WHAT THE TASK ASKS » Below are the records; count how many of their lines hold the string "tree" and give the number alone.

───── WORKING DATA ─────

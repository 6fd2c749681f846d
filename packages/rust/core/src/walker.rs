//! Category tree traversal and per-page build driver.
//!
//! Pages are visited depth-first: a category's own pages first, then its
//! subcategories in order. Each node passes its resolved template name down;
//! a page's own `template` wins for that page only.

use std::collections::HashMap;
use std::path::{Path, PathBuf};
use std::rc::Rc;

use tracing::{debug, info, warn};

use pagesmith_extract::{ContentSource, DocumentSearch, extract_content};
use pagesmith_shared::{CategoryNode, PageRef, Result, SkippedPage, Structure, Template};

use crate::assembler;
use crate::loader::TemplateSource;
use crate::pipeline::BuildProgress;
use crate::render::{self, Element};
use crate::template;

/// A page paired with its effective template name.
#[derive(Debug, Clone, PartialEq, Eq)]
pub struct PlannedPage<'a> {
    pub page: &'a PageRef,
    pub template: &'a str,
}

/// List every page in traversal order with its resolved template name.
pub fn plan_pages<'a>(structure: &'a Structure, default_template: &'a str) -> Vec<PlannedPage<'a>> {
    fn visit<'a>(node: &'a CategoryNode, inherited: &'a str, out: &mut Vec<PlannedPage<'a>>) {
        let template = node.template.as_deref().unwrap_or(inherited);

        out.extend(node.pages.iter().map(|page| PlannedPage {
            page,
            template: page.template.as_deref().unwrap_or(template),
        }));

        for sub in &node.subcategories {
            visit(sub, template, out);
        }
    }

    let mut out = Vec::with_capacity(structure.page_count());
    for category in &structure.categories {
        visit(category, default_template, &mut out);
    }
    out
}

/// A page that was rendered and written.
#[derive(Debug, Clone)]
pub struct BuiltPage {
    pub id: String,
    pub template: String,
    pub output: PathBuf,
    pub source: ContentSource,
}

/// Everything one walk produced.
#[derive(Debug, Default)]
pub struct WalkOutcome {
    /// Page elements for the aggregate document, in traversal order.
    pub elements: Vec<Element>,
    pub built: Vec<BuiltPage>,
    pub skipped: Vec<SkippedPage>,
}

/// Drives extraction, filling and rendering for every page of a tree.
pub struct StructureWalker<'a> {
    search: &'a dyn DocumentSearch,
    templates: &'a dyn TemplateSource,
    output_root: &'a Path,
    progress: &'a dyn BuildProgress,
    cache: HashMap<String, Rc<Template>>,
}

impl<'a> StructureWalker<'a> {
    pub fn new(
        search: &'a dyn DocumentSearch,
        templates: &'a dyn TemplateSource,
        output_root: &'a Path,
        progress: &'a dyn BuildProgress,
    ) -> Self {
        Self {
            search,
            templates,
            output_root,
            progress,
            cache: HashMap::new(),
        }
    }

    /// Build every page. Failures skip the page and are recorded in the outcome.
    pub fn walk(mut self, structure: &Structure, default_template: &str) -> WalkOutcome {
        let plan = plan_pages(structure, default_template);
        let total = plan.len();
        let mut outcome = WalkOutcome::default();

        for (i, planned) in plan.iter().enumerate() {
            let page = planned.page;
            info!(
                page_id = %page.id,
                title = %page.title,
                template = planned.template,
                "building page"
            );
            self.progress
                .page_started(&page.id, &page.title, planned.template, i + 1, total);

            match self.build_page(page, planned.template) {
                Ok((built, element)) => {
                    info!(page_id = %page.id, path = %built.output.display(), "page built");
                    self.progress.page_built(&page.id, &built.output);
                    outcome.elements.push(element);
                    outcome.built.push(built);
                }
                Err(e) => {
                    warn!(
                        page_id = %page.id,
                        template = planned.template,
                        error = %e,
                        "skipping page"
                    );
                    let reason = e.to_string();
                    self.progress.page_skipped(&page.id, &reason);
                    outcome.skipped.push(SkippedPage {
                        id: page.id.clone(),
                        reason,
                    });
                }
            }
        }

        outcome
    }

    fn build_page(&mut self, page: &PageRef, template_name: &str) -> Result<(BuiltPage, Element)> {
        assembler::page_output_path(self.output_root, &page.id)?;
        let template = self.template(template_name)?;

        let extracted = extract_content(self.search, &page.id);
        if extracted.source != ContentSource::Document {
            self.progress.content_degraded(&page.id, &extracted.source);
        }

        let filled = template::fill(&template.root, &extracted.content)?;

        let markdown = render::to_markdown(&filled);
        let output = assembler::write_page(self.output_root, &page.id, &markdown)?;
        let element = render::to_element(&page.id, &filled);

        let built = BuiltPage {
            id: page.id.clone(),
            template: template.name.clone(),
            output,
            source: extracted.source,
        };
        Ok((built, element))
    }

    /// Load a template once per name; failed loads are retried on the next page.
    fn template(&mut self, name: &str) -> Result<Rc<Template>> {
        if let Some(template) = self.cache.get(name) {
            return Ok(Rc::clone(template));
        }

        let template = Rc::new(self.templates.load(name)?);
        debug!(name, "template cached");
        self.cache.insert(name.to_string(), Rc::clone(&template));
        Ok(template)
    }
}
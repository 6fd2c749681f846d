//! Shared types, error model, and configuration for Pagesmith.
//!
//! This crate is the foundation depended on by all other Pagesmith crates.
//! It provides:
//! - [`PagesmithError`] — the unified error type
//! - Domain types ([`Structure`], [`ContentMap`], [`TemplateNode`], [`BuildManifest`])
//! - Configuration ([`AppConfig`], [`BuildConfig`], config loading)

pub mod config;
pub mod error;
pub mod types;

// Re-export public API at crate root for ergonomic imports.
pub use config::{
    AppConfig, BuildConfig, BuildDefaults, CONFIG_FILE_NAME, PathsConfig, config_dir,
    config_file_path, init_config, load_config, load_config_from,
};
pub use error::{PagesmithError, Result};
pub use types::{
    BuildManifest, CONTENT_KEYS, CURRENT_SCHEMA_VERSION, CategoryNode, ContentMap, PageRef,
    RunId, Scalar, SkippedPage, Structure, Template, TemplateNode,
};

─────

OUTPUT FOR THIS EXERCISE » 2